При свете фонаря Мишка заметил, какими удивленными стали глаза матери и даже голова вытянулась над поднятым цигейковым воротником шубы.

— Как это из Кедрового? Да это в соседнем районе, и до него километров триста отсюда.

— Правильно. Оттуда мы идем. Из соседнего района, из поселка Кедрового, — поспешно подтвердил узкоглазый. — Хотим на работу устроиться.

— Да что там крутить, разъяснять! — резко оборвал его высокий. — Бросили мы свой лесопункт, не хотим там работать. Не хотим — и баста! Десять дней топали по морозу. Кизяки на дорогах подпрыгивали от холода, а мы топали. Боитесь — не принимайте! Сдохнем где-нибудь у вас под забором.

— Что же мне с вами делать? — озабоченно проговорила мать.

Она второй раз пропустила мимо ушей дерзкие слова парня. Мишку поразили ее выдержка и терпение.

— Что же мне с вами делать? — повторила мать. — В общежитии мест нет, в заезжей тоже нет… — Она еще раз оглядела парней, и губы ее решительно сжались. — Ладно!
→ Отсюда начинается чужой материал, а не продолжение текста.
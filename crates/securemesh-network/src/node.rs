//! Mesh node: listener, accept loop and client operations

use crate::builtin::{PingHandler, PingRequest, TopologyHandler, TopologyRequest, PING_HANDLER};
use crate::error::{NetworkError, Result};
use crate::handler::{Handler, HandlerRegistry};
use crate::handshake;
use crate::identity::{generate_node_id, MeshSettings, NodeIdentity, MASTER_ID};
use crate::peer::{Peer, PeerTable, Topology};
use crate::tcp;
use securemesh_protocol::Wire;
use std::collections::HashMap;
use std::net::SocketAddr;
use std::sync::Arc;
use tokio::net::TcpListener;
use tokio::sync::{mpsc, Mutex, RwLock, Semaphore};
use tokio::task::JoinHandle;
use tracing::{debug, info, warn};

/// A running mesh member
pub struct Node {
    identity: Arc<NodeIdentity>,
    local_addr: SocketAddr,
    peers: PeerTable,
    handlers: HandlerRegistry,
    /// One outgoing session per peer at a time
    session_locks: Mutex<HashMap<String, Arc<Mutex<()>>>>,
    shutdown_tx: mpsc::Sender<()>,
    accept_task: RwLock<Option<JoinHandle<()>>>,
}

/// State shared by every accepted connection
struct Dispatch {
    identity: Arc<NodeIdentity>,
    peers: PeerTable,
    handlers: HandlerRegistry,
    limiter: Option<Arc<Semaphore>>,
}

impl Node {
    /// Start the root node on `port`
    pub async fn bind(port: u16, settings: MeshSettings) -> Result<Self> {
        Self::start(MASTER_ID.to_string(), port, settings).await
    }

    /// Start a node on an ephemeral port and learn the mesh from a bootstrap
    /// member
    ///
    /// Every peer in the bootstrap node's topology is added without a key.
    /// The bootstrap node itself is stored as `master` with the key from the
    /// discovery session.
    pub async fn join_mesh(
        bootstrap_host: &str,
        bootstrap_port: u16,
        settings: MeshSettings,
    ) -> Result<Self> {
        let node = Self::start(generate_node_id(), 0, settings).await?;

        if let Err(e) = node.bootstrap(bootstrap_host, bootstrap_port).await {
            warn!(
                "Joining via {}:{} failed: {}",
                bootstrap_host, bootstrap_port, e
            );
            node.close().await;
            return Err(e);
        }

        Ok(node)
    }

    async fn start(id: String, port: u16, settings: MeshSettings) -> Result<Self> {
        settings.validate()?;

        let addr = SocketAddr::new(settings.bind_address, port);
        let listener = TcpListener::bind(addr)
            .await
            .map_err(|source| NetworkError::Bind { addr, source })?;
        let local_addr = listener.local_addr()?;

        let limiter = settings
            .max_concurrent_sessions
            .map(|n| Arc::new(Semaphore::new(n)));
        let identity = Arc::new(NodeIdentity::new(id, local_addr.port(), settings));
        let peers = PeerTable::new();
        let handlers = HandlerRegistry::new();

        handlers.register(PING_HANDLER, Arc::new(PingHandler)).await;
        handlers
            .register(
                identity.settings().topology_handler.clone(),
                Arc::new(TopologyHandler::new(peers.clone())),
            )
            .await;

        let dispatch = Arc::new(Dispatch {
            identity: Arc::clone(&identity),
            peers: peers.clone(),
            handlers: handlers.clone(),
            limiter,
        });

        let (shutdown_tx, shutdown_rx) = mpsc::channel(1);
        let accept_task = tokio::spawn(accept_loop(listener, dispatch, shutdown_rx));

        info!("Node {} listening on {}", identity.id(), local_addr);

        Ok(Node {
            identity,
            local_addr,
            peers,
            handlers,
            session_locks: Mutex::new(HashMap::new()),
            shutdown_tx,
            accept_task: RwLock::new(Some(accept_task)),
        })
    }

    async fn bootstrap(&self, host: &str, port: u16) -> Result<()> {
        let request = TopologyRequest::default();
        let wire = tcp::dial(host, port).await?;
        let key = handshake::initiate(
            wire,
            &self.identity,
            MASTER_ID,
            None,
            &self.identity.settings().topology_handler,
            &request,
        )
        .await?;

        let topology = request
            .take()
            .await
            .ok_or_else(|| NetworkError::Handler("no topology received".to_string()))?;

        let mut imported = 0;
        for (id, address) in topology {
            if id == self.identity.id() {
                continue;
            }
            self.peers
                .upsert(Peer::new(id, address.host, address.port))
                .await;
            imported += 1;
        }
        self.peers
            .upsert(Peer::new(MASTER_ID, host, port).with_key(key))
            .await;

        info!(
            "Joined mesh via {}:{} ({} peers learned)",
            host, port, imported
        );
        Ok(())
    }

    /// Open a session to a known peer and run `handler` on it
    ///
    /// The peer's cached key is offered and the key the session ended with
    /// is written back to the table. Sessions to the same peer run one at a
    /// time.
    pub async fn connect(
        &self,
        peer_id: &str,
        handler_name: &str,
        handler: &dyn Handler,
    ) -> Result<()> {
        let lock = self.session_lock(peer_id).await;
        let _guard = lock.lock().await;

        let mut peer = self
            .peers
            .get(peer_id)
            .await
            .ok_or_else(|| NetworkError::PeerNotFound(peer_id.to_string()))?;

        let result = peer.reconnect(&self.identity, handler_name, handler).await;
        self.peers.update_key(peer_id, peer.key().cloned()).await;
        result
    }

    async fn session_lock(&self, peer_id: &str) -> Arc<Mutex<()>> {
        let mut locks = self.session_locks.lock().await;
        Arc::clone(locks.entry(peer_id.to_string()).or_default())
    }

    /// Liveness check against a known peer
    pub async fn ping(&self, peer_id: &str) -> Result<String> {
        let request = PingRequest::default();
        self.connect(peer_id, PING_HANDLER, &request).await?;
        request
            .take()
            .await
            .ok_or_else(|| NetworkError::Handler("no ping reply".to_string()))
    }

    /// Fetch a known peer's view of the mesh
    pub async fn topology(&self, peer_id: &str) -> Result<Topology> {
        let request = TopologyRequest::default();
        let name = self.identity.settings().topology_handler.clone();
        self.connect(peer_id, &name, &request).await?;
        request
            .take()
            .await
            .ok_or_else(|| NetworkError::Handler("no topology received".to_string()))
    }

    /// Register a handler, replacing any handler of the same name
    pub async fn register_handler(&self, name: impl Into<String>, handler: Arc<dyn Handler>) {
        self.handlers.register(name, handler).await;
    }

    pub async fn unregister_handler(&self, name: &str) {
        self.handlers.unregister(name).await;
    }

    pub fn id(&self) -> &str {
        self.identity.id()
    }

    pub fn port(&self) -> u16 {
        self.local_addr.port()
    }

    pub fn local_addr(&self) -> SocketAddr {
        self.local_addr
    }

    pub fn identity(&self) -> &NodeIdentity {
        &self.identity
    }

    pub fn peers(&self) -> &PeerTable {
        &self.peers
    }

    pub fn handlers(&self) -> &HandlerRegistry {
        &self.handlers
    }

    /// Stop accepting connections and wait for the accept loop to exit
    ///
    /// Sessions already running are left to finish on their own.
    pub async fn close(&self) {
        let _ = self.shutdown_tx.try_send(());

        if let Some(handle) = self.accept_task.write().await.take() {
            let _ = handle.await;
            info!("Node {} closed", self.identity.id());
        }
    }
}

async fn accept_loop(
    listener: TcpListener,
    dispatch: Arc<Dispatch>,
    mut shutdown_rx: mpsc::Receiver<()>,
) {
    loop {
        tokio::select! {
            _ = shutdown_rx.recv() => {
                debug!("Accept loop shutting down");
                break;
            }
            accepted = listener.accept() => match accepted {
                Ok((stream, remote)) => {
                    tcp::tune(&stream);
                    let dispatch = Arc::clone(&dispatch);
                    tokio::spawn(async move {
                        let _permit = match &dispatch.limiter {
                            Some(limiter) => Some(Arc::clone(limiter).acquire_owned().await),
                            None => None,
                        };

                        let host = remote.ip().to_string();
                        let result = handshake::accept(
                            Wire::boxed(stream),
                            &host,
                            &dispatch.identity,
                            &dispatch.peers,
                            &dispatch.handlers,
                        )
                        .await;

                        match result {
                            Ok(()) => debug!("Session with {} finished", remote),
                            Err(e) => warn!("Connection from {} dropped: {}", remote, e),
                        }
                    });
                }
                Err(e) => warn!("Accept failed: {}", e),
            }
        }
    }
}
Идемте ко мне. Миша, попридержи Загри.

Мишка не одобрял решения матери. Кто эти парни? Разве можно так вот сразу, среди ночи, пускать в дом незнакомых людей? А этот, высокий, по всем приметам, хулиган и бузотер.

Поэтому Мишка на всякий случай впустил в дом Загри. Войдя в комнату, строго шепнул ему: «Охраняй!»

Загри покорно разлегся на пороге, у входа в горницу, вытянул передние лапы, положил на них свирепую лобастую морду, внимательно наблюдая за всем происходящим в кухне. Теперь собака не сдвинется с места, пока не получит нового приказа.

Парни разделись и стояли, неловко переминаясь у порога.

— В ногах правды нет. Проходите к столу, садитесь, — пригласила мать.

Шуба и полушалок делали мать старше. Когда она их сняла, парни заулыбались. Мать была по-бабьи гладко причесана, волосы ее были собраны в тяжелый тугой пучок, но выглядела она совсем юной в своем легком ситцевом платье. На румяном от мороза лице задорно цвели крохотные конопатинки, как у девчонки.